Como alguns de vocês já sabem, em janeiro fui conhecer Cuba. Sempre tive curiosidade de visitar a ilha antes da morte de Fidel e, como ele quase abotoou o paletó no fim do ano passado, achei que era o momento.
Hoje o tema é a cidade de Santa Clara. Quando o assunto é turismo em Cuba é muito difícil não traçar um roteiro para conhecer os principais símbolos da ilha: charuto, rum e lugares como o La Bodeguita del Medio – onde foi inventado o mojito – e o La Floridita, berço de outro drinque famoso, o daiquiri. Para os amantes da fotografia, registros de prédios e carros antigos são praticamente obrigatórios.
Quem deseja incrementar a visita padrão, entretanto, pode dar uma passada em Santa Clara. A cidade, capital da província de Vila Clara, fica na região central da ilha, a cerca de três horas de carro de Havana.
Terceira localidade mais importante do país (só ficando atrás de Havana e Santiago), Santa Clara guarda os restos mortais do revolucionário Ernesto Che Guevara. O mito está imortalizado em dois pontos: na praça homônima e no mausoléu.
Além de extensa, a praça conta com uma estátua de Che com cerca de 20 metros de altura. Nas pedras do monumento, a carta de despedida que Che escreveu a Fidel antes de sua partida para a Bolívia.
Em um dos trechos, Che diz sentir que cumpriu parte de seu dever e registra: “me despeço de você, dos camaradas, do seu povo, que agora é meu. Renuncio formalmente a meus cargos no partido, a meu posto de ministro, à minha patente de comandante e à minha cidadania cubana”. E mais adiante: “Recordando minha vida pregressa, acho que trabalhei com suficiente integridade e dedicação para consolidar o triunfo revolucionário.
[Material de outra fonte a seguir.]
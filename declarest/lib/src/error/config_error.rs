//! Endpoint, action and model configuration errors.

use std::path::PathBuf;

use thiserror::Error;

use crate::name::NameError;

/// Errors in API, endpoint or action configuration.
///
/// These errors occur while the API is being assembled, typically
/// indicating programmer errors or an invalid configuration file.
#[derive(Debug, Error)]
pub enum ConfigError {
    /// URL parsing failed.
    #[error("Invalid URL: {0}")]
    InvalidUrl(#[from] url::ParseError),

    /// Endpoint or action name validation failed.
    #[error("Invalid name: {0}")]
    InvalidName(#[from] NameError),

    /// An action or endpoint references a model that was never registered.
    #[error("Unknown model class: {model}")]
    UnknownModel {
        /// The model name that could not be resolved.
        model: String,
    },

    /// No endpoint was registered under this name.
    #[error("Unknown endpoint: {name}")]
    UnknownEndpoint {
        /// The requested endpoint name.
        name: String,
    },

    /// The endpoint has no action with this name.
    #[error("Unknown action {action} on endpoint {endpoint}")]
    UnknownAction {
        /// The endpoint that was searched.
        endpoint: String,
        /// The requested action name.
        action: String,
    },

    /// An action was called on an API built without a transport.
    #[error("No transport configured; requests can be rendered but not sent")]
    NoTransport,

    /// YAML configuration could not be parsed.
    #[error("YAML parse error: {0}")]
    Yaml(#[from] serde_yaml::Error),

    /// JSON configuration could not be parsed.
    #[error("JSON parse error: {0}")]
    Json(#[from] serde_json::Error),

    /// Configuration file could not be read.
    #[error("Failed to read {}: {source}", path.display())]
    Io {
        /// The file that was being read.
        path: PathBuf,
        /// The underlying I/O error.
        source: std::io::Error,
    },
}

impl ConfigError {
    /// Creates an unknown model error.
    pub fn unknown_model(model: impl Into<String>) -> Self {
        Self::UnknownModel {
            model: model.into(),
        }
    }

    /// Creates an unknown action error.
    pub fn unknown_action(endpoint: impl Into<String>, action: impl Into<String>) -> Self {
        Self::UnknownAction {
            endpoint: endpoint.into(),
            action: action.into(),
        }
    }
}
//! Result values of an action call.

use serde::de::DeserializeOwned;
use serde_json::Value;

use crate::error::ValidationError;
use crate::model::Model;

/// Output of a successful action call.
///
/// Actions that expect a model return [`Model`](ApiResponse::Model) or
/// [`Models`](ApiResponse::Models); every other action returns the raw
/// (shape-checked) response data.
///
/// ## Examples
///
/// ```rust
/// use declarest::ApiResponse;
/// use serde_json::json;
///
/// #[derive(serde::Deserialize)]
/// struct User { name: String }
///
/// let response = ApiResponse::Raw(json!({"name": "Ann"}));
/// let user: User = response.deserialize().unwrap();
/// assert_eq!(user.name, "Ann");
/// ```
#[derive(Debug)]
pub enum ApiResponse {
    /// Response data without model conversion.
    Raw(Value),
    /// A single model instance.
    Model(Box<dyn Model>),
    /// One model instance per element of an array response.
    Models(Vec<Box<dyn Model>>),
}

impl ApiResponse {
    /// Returns `true` if the response was converted to model(s).
    pub fn is_model(&self) -> bool {
        matches!(self, Self::Model(_) | Self::Models(_))
    }

    /// Attempt to get the raw value, returning `None` for model responses.
    pub fn as_raw(&self) -> Option<&Value> {
        match self {
            Self::Raw(v) => Some(v),
            _ => None,
        }
    }

    /// Attempt to get the single model, returning `None` otherwise.
    pub fn as_model(&self) -> Option<&dyn Model> {
        match self {
            Self::Model(m) => Some(m.as_ref()),
            _ => None,
        }
    }

    /// Attempt to get the model list, returning `None` otherwise.
    pub fn as_models(&self) -> Option<&[Box<dyn Model>]> {
        match self {
            Self::Models(m) => Some(m),
            _ => None,
        }
    }

    /// Convert into the raw value, returning `Err(self)` for model responses.
    pub fn into_raw(self) -> Result<Value, Self> {
        match self {
            Self::Raw(v) => Ok(v),
            other => Err(other),
        }
    }

    /// Exports the response as JSON, going through [`Model::to_json`] for
    /// model responses.
    pub fn to_json(&self) -> Value {
        match self {
            Self::Raw(v) => v.clone(),
            Self::Model(m) => m.to_json(),
            Self::Models(models) => Value::Array(models.iter().map(|m| m.to_json()).collect()),
        }
    }

    /// Deserializes the exported JSON into a caller-chosen type.
    ///
    /// ## Errors
    ///
    /// Returns [`ValidationError::JsonParse`] if the data does not fit `T`.
    pub fn deserialize<T: DeserializeOwned>(&self) -> Result<T, ValidationError> {
        Ok(serde_json::from_value(self.to_json())?)
    }
}
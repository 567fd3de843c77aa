//! JSON-backed general purpose model.

use chrono::{DateTime, FixedOffset, NaiveDateTime};
use once_cell::sync::Lazy;
use regex::Regex;
use serde_json::{Map, Value};

use super::value::{INTERNAL_PREFIX, is_falsy, value_to_json};
use super::Model;

static ISO_DATE_TIME: Lazy<Regex> = Lazy::new(|| {
    Regex::new(r"^(\d{4})-(\d{2})-(\d{2})T(\d{2}):(\d{2}):(\d{2})").expect("Invalid regex")
});

/// A plain data holder with JSON import/export.
///
/// Properties live in a JSON object map; importing merges keys, exporting
/// drops framework-internal `$$` keys.
///
/// ## Examples
///
/// ```rust
/// use declarest::model::{BaseModel, Model};
/// use serde_json::json;
///
/// let mut user = BaseModel::new(json!({"id": 1, "name": "Ann"}));
/// user.set("email", "ann@example.com");
///
/// assert_eq!(user.id(), Some(&json!(1)));
/// assert_eq!(user.to_json()["email"], json!("ann@example.com"));
///
/// let copy = user.clone_model(true);
/// assert_eq!(copy.id(), None);
/// ```
#[derive(Debug, Clone, Default, PartialEq)]
pub struct BaseModel {
    fields: Map<String, Value>,
}

impl BaseModel {
    /// Creates a model from JSON data; non-object data yields an empty model.
    pub fn new(data: Value) -> Self {
        let mut model = Self::default();
        model.load(data);
        model
    }

    /// Copies every key of an object onto the model, overwriting existing keys.
    pub fn load(&mut self, data: Value) -> &mut Self {
        if let Value::Object(map) = data {
            self.fields.extend(map);
        }
        self
    }

    /// Exports the model with `overrides` taking precedence over own keys.
    pub fn to_json_with(&self, overrides: &Value) -> Value {
        let mut json = match value_to_json(overrides) {
            Value::Object(map) => map,
            _ => Map::new(),
        };
        for (key, value) in &self.fields {
            if !json.contains_key(key) && !key.starts_with(INTERNAL_PREFIX) {
                json.insert(key.clone(), value_to_json(value));
            }
        }
        Value::Object(json)
    }

    pub fn get(&self, key: &str) -> Option<&Value> {
        self.fields.get(key)
    }

    pub fn set(&mut self, key: impl Into<String>, value: impl Into<Value>) {
        self.fields.insert(key.into(), value.into());
    }

    pub fn id(&self) -> Option<&Value> {
        self.fields.get("id")
    }

    /// Copies a subset of properties; an empty list copies all public ones.
    pub fn extract(&self, properties: &[&str]) -> Map<String, Value> {
        if properties.is_empty() {
            return self
                .fields
                .iter()
                .filter(|(key, _)| !key.starts_with(INTERNAL_PREFIX))
                .map(|(key, value)| (key.clone(), value.clone()))
                .collect();
        }
        properties
            .iter()
            .map(|key| {
                let value = self.fields.get(*key).cloned().unwrap_or(Value::Null);
                ((*key).to_string(), value)
            })
            .collect()
    }

    pub fn extract_one(&self, key: &str) -> Option<Value> {
        self.fields.get(key).cloned()
    }

    /// Merges the keys of an object into the model.
    pub fn merge(&mut self, data: &Value) {
        if let Value::Object(map) = data {
            for (key, value) in map {
                self.fields.insert(key.clone(), value.clone());
            }
        }
    }

    pub fn clear(&mut self) {
        self.fields.clear();
    }

    /// Returns a copy of the model, optionally without its `id`.
    pub fn clone_model(&self, strip_id: bool) -> Self {
        let mut clone = Self {
            fields: self.extract(&[]),
        };
        if strip_id {
            clone.fields.remove("id");
        }
        clone
    }

    /// Compares identities: against another object by `id`, otherwise
    /// against the raw id value.
    pub fn is_same(&self, other: &Value) -> bool {
        match other {
            Value::Object(map) => match (self.id(), map.get("id")) {
                (Some(a), Some(b)) => !is_falsy(a) && a == b,
                _ => false,
            },
            other => self.id() == Some(other),
        }
    }

    /// Reads a property as an ISO-8601 date-time.
    ///
    /// Values without an offset are taken as UTC.
    pub fn date(&self, key: &str) -> Option<DateTime<FixedOffset>> {
        let raw = self.fields.get(key)?.as_str()?;
        if !ISO_DATE_TIME.is_match(raw) {
            return None;
        }
        DateTime::parse_from_rfc3339(raw).ok().or_else(|| {
            NaiveDateTime::parse_from_str(raw, "%Y-%m-%dT%H:%M:%S%.f")
                .ok()
                .map(|naive| naive.and_utc().fixed_offset())
        })
    }
}

impl Model for BaseModel {
    fn fields(&self) -> &Map<String, Value> {
        &self.fields
    }
}

impl From<Value> for BaseModel {
    fn from(data: Value) -> Self {
        Self::new(data)
    }
}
Minha única deficiência grave foi não ter tido mais confiança em você desde os primeiros momentos na Sierra Maestra e não ter percebido com devida rapidez suas qualidades de líder revolucionário”.
Fidel, aliás, viveu uma situação inusitada na praça de Santa Clara, em 2004. Durante um ato com estudantes, o presidente escorregou enquanto descia a escada da tribuna e caiu. Após pedir perdão pelo tombo, contabilizou os estragos: uma fissura no braço e uma fratura no joelho esquerdo.
Antes ou depois da visita ao memorial, não deixe de apreciar o lindo pôr-do-sol que se tem na praça. E um detalhe importante: aproveite a paisagem para tirar fotos externas, já que as máquinas não são permitidas lá dentro.
Ainda na praça e com um pouco de sorte, torça para encontrar algum tocororo, o pássaro nacional. A ave se tornou o símbolo do país pois, além de suas cores serem as da bandeira cubana, não pode viver em cativeiro porque morreria em pouco tempo. Melhor símbolo de liberdade, impossível.
O museu traz, além de alguns objetos pessoais de Che Guevara, imagens da preparação dos revolucionários para o combate final contra a ditadura de Fulgêncio Batista, que ocorreria justamente em Santa Clara. Para as mulheres, o passeio pelo lugar tem um atrativo extra: fotos de Che ainda jovem.
O mausoléu, apesar de pequeno, impõe respeito. Pé direito baixo, é todo feito em cedro e pedras. A iluminação aconchegante, algumas plantas e a pira ininterruptamente acesa completam o cenário de descanso de Che e dos combatentes bolivianos que também repousam no local.
A morte de Che ocorreu em 1967, mas seus restos mortais e de seus companheiros foram encontrados somente há 30 anos, em julho de 1997. Na ocasião, o jornal “Granma” publicou reportagem sobre o assunto em que falava da exumação de sete corpos encontrados em uma vala comum na localidade de Vallegrande, Bolívia.
Assassinado aos 39 anos, Ernesto Guevara recebeu o “Che” por conta de sua nacionalidade argentina. Nascido na cidade de Rosário, participou, ao lado de Fidel e de seu irmão Raúl Castro, de todo o processo revolucionário cubano, como a ida para Sierra Maestra e o combate final, em Santa Clara, que resultaria na fuga de Fulgêncio Batista para outra ilha, a da Madeira.
P.S.: obrigada, Vaninha! Graças a você o mistério foi desvendado: Puffy AmiYumi são uma dupla de cantoras japonesas cujo desenho animado passa no Cartoon Network!